The annual Pangborn summer vacation had arrived. In the eight-hour car ride between Pennsylvania and Maine, family tensions had reached their usual peak. Sister clashed versus sister in the monumental battle for the bucket seat in the van. Similarly, the parental units collided in the quest to find the best route to Kennebunkport. A six-year-old boy sat quietly in the back and colored.
Finally, stomachs overruled mouths and we followed the yellow arches to a McDonald’s. Within minutes, our young artist found himself staring up at a countertop and into the not-so-smiling face of a Mickey D employee. Mother bent over to speak to her son. “What do you want?”
“I don’t know….” The monumental choice of what to eat was too great a decision to be made on a whim.
“Well you’re going to have to decide, just ask yourself what you want to eat.”
“I don’t know….”
“What’s your gut feeling?”
“Fish filet… whoa!”
“Would you like fries with that?”
The gut instinct, repressed by a childhood in civilization, was rediscovered. Our once indecisive youngling became an outward decider. As time passed and our hero grew into a young man, he learned to apply his gut to the situations that really counted, the situations that could affect the rest of his life.
When I say “gut,” there is both a literal and metaphorical place implied. In one sense, it is the contents of your body between your sternum and your bellybutton (including those super-sized fries). In the other, it is the primeval instincts of your brain, always willing to offer advice when the rest of your most powerful organ jumbles with cause and effect, right and wrong, logic and the lack thereof.
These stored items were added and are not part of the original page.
//! The commit message grammar shared by the linter and the collector.
//!
//! ```text
//! <subject>  ::= <type> ["(" <scope> ")"] ": " <message>
//! <type>     ::= "feat" | "fix" | "doc" | "chore" | "refactor"
//!              | "test" | "style" | "perf" | "other"
//! <scope>    ::= <any text except ")">+
//! <trailer>  ::= "Co-authored-by: " <name> " <" <mailbox> ">"
//! ```

use regex::Regex;
use std::fmt;
use std::str::FromStr;
use std::sync::OnceLock;

/// Keyword starting every co-author trailer line.
pub const CO_AUTHORED_BY: &str = "Co-authored-by";

const MAILBOX: &str = r"[a-z0-9!#$%&'*+/=?^_`{|}~-]+(?:\.[a-z0-9!#$%&'*+/=?^_`{|}~-]+)*@(?:[a-z0-9](?:[a-z0-9-]*[a-z0-9])?\.)+[a-z0-9](?:[a-z0-9-]*[a-z0-9])?";

/// Category of a commit, the closed set allowed in front of the subject.
#[derive(Debug, Clone, Copy, PartialEq, Eq, Hash)]
pub enum CommitType {
    Feat,
    Fix,
    Doc,
    Chore,
    Refactor,
    Test,
    Style,
    Perf,
    Other,
}

impl CommitType {
    /// All commit types in prompt order.
    pub const ALL: [CommitType; 9] = [
        CommitType::Feat,
        CommitType::Fix,
        CommitType::Doc,
        CommitType::Chore,
        CommitType::Refactor,
        CommitType::Test,
        CommitType::Style,
        CommitType::Perf,
        CommitType::Other,
    ];

    pub fn as_str(&self) -> &'static str {
        match self {
            CommitType::Feat => "feat",
            CommitType::Fix => "fix",
            CommitType::Doc => "doc",
            CommitType::Chore => "chore",
            CommitType::Refactor => "refactor",
            CommitType::Test => "test",
            CommitType::Style => "style",
            CommitType::Perf => "perf",
            CommitType::Other => "other",
        }
    }

    /// Names of all commit types, in the same order as [`CommitType::ALL`].
    pub fn names() -> Vec<&'static str> {
        Self::ALL.iter().map(CommitType::as_str).collect()
    }
}

impl fmt::Display for CommitType {
    fn fmt(&self, f: &mut fmt::Formatter<'_>) -> fmt::Result {
        f.write_str(self.as_str())
    }
}

/// Returned when a string is not one of the known commit types.
#[derive(Debug, Clone, PartialEq, Eq)]
pub struct UnknownCommitType(pub String);

impl fmt::Display for UnknownCommitType {
    fn fmt(&self, f: &mut fmt::Formatter<'_>) -> fmt::Result {
        write!(
            f,
            "unknown commit type '{}' (expected one of: {})",
            self.0,
            CommitType::names().join(", ")
        )
    }
}

impl std::error::Error for UnknownCommitType {}

impl FromStr for CommitType {
    type Err = UnknownCommitType;

    fn from_str(s: &str) -> Result<Self, Self::Err> {
        CommitType::ALL
            .into_iter()
            .find(|kind| kind.as_str() == s)
            .ok_or_else(|| UnknownCommitType(s.to_string()))
    }
}

/// The parts of a subject line that matched the grammar.
#[derive(Debug, Clone, Copy, PartialEq, Eq)]
pub struct Subject<'a> {
    pub kind: CommitType,
    pub scope: Option<&'a str>,
    pub message: &'a str,
}

fn subject_regex() -> &'static Regex {
    static PATTERN: OnceLock<Regex> = OnceLock::new();

    PATTERN.get_or_init(|| {
        let types = CommitType::names().join("|");
        Regex::new(&format!(
            r"^(?P<type>{types})(?:\((?P<scope>[^)]+)\))?: (?P<message>.+)$"
        ))
        .expect("Valid regex pattern for subject lines")
    })
}

fn co_author_regex() -> &'static Regex {
    static PATTERN: OnceLock<Regex> = OnceLock::new();

    PATTERN.get_or_init(|| {
        Regex::new(&format!(r"^(?P<name>.*) <(?P<mail>{MAILBOX})>$"))
            .expect("Valid regex pattern for co-authors")
    })
}

fn trailer_regex() -> &'static Regex {
    static PATTERN: OnceLock<Regex> = OnceLock::new();

    PATTERN.get_or_init(|| {
        Regex::new(&format!(
            r"^{CO_AUTHORED_BY}: (?P<name>.*) <(?P<mail>{MAILBOX})>$"
        ))
        .expect("Valid regex pattern for co-author trailers")
    })
}

/// Splits a subject line into type, scope and message.
///
/// Returns `None` if the line does not follow `<type>[(<scope>)]: <message>`.
pub fn parse_subject(line: &str) -> Option<Subject<'_>> {
    let captures = subject_regex().captures(line)?;
    let kind = captures.name("type")?.as_str().parse().ok()?;

    Some(Subject {
        kind,
        scope: captures.name("scope").map(|m| m.as_str()),
        message: captures.name("message")?.as_str(),
    })
}

/// Whether `line` is a complete `Co-authored-by: name <email>` trailer.
pub fn is_trailer(line: &str) -> bool {
    trailer_regex().is_match(line)
}

/// Whether `value` has the `name <email>` shape of a co-author.
pub fn is_co_author(value: &str) -> bool {
    co_author_regex().is_match(value)
}

/// Renders a co-author value as a trailer line.
pub fn trailer(co_author: &str) -> String {
    format!("{}: {}", CO_AUTHORED_BY, co_author)
}

fn keyword_regex() -> &'static Regex {
    static PATTERN: OnceLock<Regex> = OnceLock::new();

    PATTERN.get_or_init(|| {
        Regex::new(&format!(r"(?i)^{}:\s*", regex::escape(CO_AUTHORED_BY)))
            .expect("Valid regex pattern for the trailer keyword")
    })
}

/// Strips a leading `Co-authored-by:` keyword in any letter case, if present.
pub fn strip_trailer_keyword(value: &str) -> &str {
    match keyword_regex().find(value) {
        Some(keyword) => &value[keyword.end()..],
        None => value,
    }
}

/// Number of characters counted against a line length limit.
pub fn line_length(line: &str) -> usize {
    line.chars().count()
}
This two-faceted definition helps us discover just what our gut is trying to tell us. Imagining it as emanating from our body’s core turns off those distractions of the complexity of our thought and leaves only raw animal impulse, the truest form of what we want. Just as we can focus on the sensation of a paper cut on the tip of our pinky finger, putting all other senses aside, we need to turn our complete concentration to our gut. Amazingly, within this unthinking jumble of tubes, muscles and bone, an answer will appear through the fog as if by magic.
I believe that every person has something to gain from following his or her gut, especially when more than lunch is on the table. It is extremely important to weigh a situation cautiously and meticulously, but more often than not one encounters a stalemate. When these occur, the swing vote should always go to our gut instinct. Even if things don’t turn out like we’d hoped, we were true to the very fiber of our being, and therefore cannot logically regret the decision.